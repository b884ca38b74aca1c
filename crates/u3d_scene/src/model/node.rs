//! Scene graph nodes of the parsed model

use std::collections::HashMap;

use crate::foundation::math::Mat4;

/// Node categories in the model's hierarchy.
#[derive(Debug, Clone, Copy, PartialEq, Eq)]
pub enum NodeKind {
    /// Untyped node, acts purely as a grouping anchor
    Unknown,
    /// Grouping node, optionally carrying a child transform
    Group,
    /// Node referencing a geometry resource
    Model,
    /// Node referencing a light resource
    Light,
    /// Camera/view definition; never rendered
    View,
}

/// Transform a node applies to its children.
#[derive(Debug, Clone, PartialEq)]
pub enum ChildTransform {
    /// One matrix applied to all children
    Constant(Mat4),
    /// One matrix per named child
    PerChild(HashMap<String, Mat4>),
}

/// A node in the model's hierarchical scene description.
///
/// Nodes reference their children and resources by name; the containing
/// [`ModelStore`](crate::model::ModelStore) resolves the names.
#[derive(Debug, Clone)]
pub struct Node {
    /// Identity name, unique within the store
    pub name: String,
    /// Node category
    pub kind: NodeKind,
    /// Ordered child node names
    pub children: Vec<String>,
    /// Optional transform applied to children
    pub child_transform: Option<ChildTransform>,
    /// Resource name, used by `Model` and `Light` nodes
    pub resource: Option<String>,
}

impl Node {
    /// Creates a resource-less node of the given kind.
    pub fn new(name: impl Into<String>, kind: NodeKind) -> Self {
        Self {
            name: name.into(),
            kind,
            children: Vec::new(),
            child_transform: None,
            resource: None,
        }
    }

    /// Appends child node names.
    #[must_use]
    pub fn with_children<I, S>(mut self, children: I) -> Self
    where
        I: IntoIterator<Item = S>,
        S: Into<String>,
    {
        self.children.extend(children.into_iter().map(Into::into));
        self
    }

    /// Sets a constant transform shared by all children.
    #[must_use]
    pub fn with_constant_transform(mut self, matrix: Mat4) -> Self {
        self.child_transform = Some(ChildTransform::Constant(matrix));
        self
    }

    /// Sets per-child transforms.
    #[must_use]
    pub fn with_per_child_transforms(mut self, transforms: HashMap<String, Mat4>) -> Self {
        self.child_transform = Some(ChildTransform::PerChild(transforms));
        self
    }

    /// Sets the referenced resource name.
    #[must_use]
    pub fn with_resource(mut self, resource: impl Into<String>) -> Self {
        self.resource = Some(resource.into());
        self
    }

    /// The constant child transform, if one is declared.
    pub fn constant_child_transform(&self) -> Option<&Mat4> {
        match &self.child_transform {
            Some(ChildTransform::Constant(matrix)) => Some(matrix),
            _ => None,
        }
    }

    /// The transform for one named child under a per-child declaration.
    ///
    /// A child missing from the per-child map gets the identity matrix.
    pub fn child_transform_for(&self, child_name: &str) -> Option<Mat4> {
        match &self.child_transform {
            Some(ChildTransform::PerChild(map)) => {
                Some(map.get(child_name).copied().unwrap_or_else(Mat4::identity))
            }
            _ => None,
        }
    }
}

#[cfg(test)]
mod tests {
    use super::*;
    use crate::foundation::math::Vec3;

    #[test]
    fn test_constant_transform_lookup() {
        let matrix = Mat4::new_translation(&Vec3::new(1.0, 2.0, 3.0));
        let node = Node::new("group", NodeKind::Group).with_constant_transform(matrix);

        assert_eq!(node.constant_child_transform(), Some(&matrix));
        assert_eq!(node.child_transform_for("anything"), None);
    }

    #[test]
    fn test_per_child_transform_lookup() {
        let matrix = Mat4::new_scaling(2.0);
        let mut map = HashMap::new();
        map.insert("left".to_string(), matrix);

        let node = Node::new("group", NodeKind::Group)
            .with_children(["left", "right"])
            .with_per_child_transforms(map);

        assert!(node.constant_child_transform().is_none());
        assert_eq!(node.child_transform_for("left"), Some(matrix));
        // Children without an entry fall back to identity.
        assert_eq!(node.child_transform_for("right"), Some(Mat4::identity()));
    }

    #[test]
    fn test_node_without_transform() {
        let node = Node::new("plain", NodeKind::Unknown);
        assert!(node.constant_child_transform().is_none());
        assert!(node.child_transform_for("x").is_none());
    }
}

^^^^^^^^^^^^^^^^

Recopy the entries above exactly, with every line included.

:: OUTPUT OF THE TASK ::
repository b884ca38b74aca1c
filename crates/u3d_scene/src/model/node.rs
//! Scene graph nodes of the parsed model

use std::collections::HashMap;

use crate::foundation::math::Mat4;

/// Node categories in the model's hierarchy.
#[derive(Debug, Clone, Copy, PartialEq, Eq)]
pub enum NodeKind {
    /// Untyped node, acts purely as a grouping anchor
    Unknown,
    /// Grouping node, optionally carrying a child transform
    Group,
    /// Node referencing a geometry resource
    Model,
    /// Node referencing a light resource
    Light,
    /// Camera/view definition; never rendered
    View,
}

/// Transform a node applies to its children.
#[derive(Debug, Clone, PartialEq)]
pub enum ChildTransform {
    /// One matrix applied to all children
    Constant(Mat4),
    /// One matrix per named child
    PerChild(HashMap<String, Mat4>),
}

/// A node in the model's hierarchical scene description.
///
/// Nodes reference their children and resources by name; the containing
/// [`ModelStore`](crate::model::ModelStore) resolves the names.
#[derive(Debug, Clone)]
pub struct Node {
    /// Identity name, unique within the store
    pub name: String,
    /// Node category
    pub kind: NodeKind,
    /// Ordered child node names
    pub children: Vec<String>,
    /// Optional transform applied to children
    pub child_transform: Option<ChildTransform>,
    /// Resource name, used by `Model` and `Light` nodes
    pub resource: Option<String>,
}

impl Node {
    /// Creates a resource-less node of the given kind.
    pub fn new(name: impl Into<String>, kind: NodeKind) -> Self {
        Self {
            name: name.into(),
            kind,
            children: Vec::new(),
            child_transform: None,
            resource: None,
        }
    }

    /// Appends child node names.
    #[must_use]
    pub fn with_children<I, S>(mut self, children: I) -> Self
    where
        I: IntoIterator<Item = S>,
        S: Into<String>,
    {
        self.children.extend(children.into_iter().map(Into::into));
        self
    }

    /// Sets a constant transform shared by all children.
    #[must_use]
    pub fn with_constant_transform(mut self, matrix: Mat4) -> Self {
        self.child_transform = Some(ChildTransform::Constant(matrix));
        self
    }

    /// Sets per-child transforms.
    #[must_use]
    pub fn with_per_child_transforms(mut self, transforms: HashMap<String, Mat4>) -> Self {
        self.child_transform = Some(ChildTransform::PerChild(transforms));
        self
    }

    /// Sets the referenced resource name.
    #[must_use]
    pub fn with_resource(mut self, resource: impl Into<String>) -> Self {
        self.resource = Some(resource.into());
        self
    }

    /// The constant child transform, if one is declared.
    pub fn constant_child_transform(&self) -> Option<&Mat4> {
        match &self.child_transform {
            Some(ChildTransform::Constant(matrix)) => Some(matrix),
            _ => None,
        }
    }

    /// The transform for one named child under a per-child declaration.
    ///
    /// A child missing from the per-child map gets the identity matrix.
    pub fn child_transform_for(&self, child_name: &str) -> Option<Mat4> {
        match &self.child_transform {
            Some(ChildTransform::PerChild(map)) => {
                Some(map.get(child_name).copied().unwrap_or_else(Mat4::identity))
            }
            _ => None,
        }
    }
}

#[cfg(test)]
mod tests {
    use super::*;
    use crate::foundation::math::Vec3;

    #[test]
    fn test_constant_transform_lookup() {
        let matrix = Mat4::new_translation(&Vec3::new(1.0, 2.0, 3.0));
        let node = Node::new("group", NodeKind::Group).with_constant_transform(matrix);

        assert_eq!(node.constant_child_transform(), Some(&matrix));
        assert_eq!(node.child_transform_for("anything"), None);
    }

    #[test]
    fn test_per_child_transform_lookup() {
        let matrix = Mat4::new_scaling(2.0);
        let mut map = HashMap::new();
        map.insert("left".to_string(), matrix);

        let node = Node::new("group", NodeKind::Group)
            .with_children(["left", "right"])
            .with_per_child_transforms(map);

        assert!(node.constant_child_transform().is_none());
        assert_eq!(node.child_transform_for("left"), Some(matrix));
        // Children without an entry fall back to identity.
        assert_eq!(node.child_transform_for("right"), Some(Mat4::identity()));
    }

    #[test]
    fn test_node_without_transform() {
        let node = Node::new("plain", NodeKind::Unknown);
        assert!(node.constant_child_transform().is_none());
        assert!(node.child_transform_for("x").is_none());
    }
}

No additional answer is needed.